(Saved data entries)

pub mod config;
pub mod net;
pub mod physics;
pub mod session;
pub mod simulation;
pub mod sync;

pub use config::{
    ArenaConfig, ConfigError, DEFAULT_FRAME_RATE, DEFAULT_PORT, DEFAULT_WATCHDOG_MS, SyncConfig,
};
pub use net::{
    BodyEvent, BodyEventKind, BodyState, ClockSync, ConnectionState, DecodeError,
    DisconnectReason, Handshake, LinkSimulator, Message, MessageTag, NetworkStats,
    PacketLossSimulation, PeerIdentity, StatePacket, Transport,
};
pub use physics::{Arena, Side};
pub use session::{
    EndReason, LocalInput, MatchPhase, MatchSummary, RenderSnapshot, Session, SessionEvent,
};
pub use simulation::{FixedTimestep, TimerKind, Timers};
pub use sync::{AuthorityController, AuthorityRole};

### Work instruction
Restate every record above, exactly, in full.

### Result below
pub mod config;
pub mod net;
pub mod physics;
pub mod session;
pub mod simulation;
pub mod sync;

pub use config::{
    ArenaConfig, ConfigError, DEFAULT_FRAME_RATE, DEFAULT_PORT, DEFAULT_WATCHDOG_MS, SyncConfig,
};
pub use net::{
    BodyEvent, BodyEventKind, BodyState, ClockSync, ConnectionState, DecodeError,
    DisconnectReason, Handshake, LinkSimulator, Message, MessageTag, NetworkStats,
    PacketLossSimulation, PeerIdentity, StatePacket, Transport,
};
pub use physics::{Arena, Side};
pub use session::{
    EndReason, LocalInput, MatchPhase, MatchSummary, RenderSnapshot, Session, SessionEvent,
};
pub use simulation::{FixedTimestep, TimerKind, Timers};
pub use sync::{AuthorityController, AuthorityRole};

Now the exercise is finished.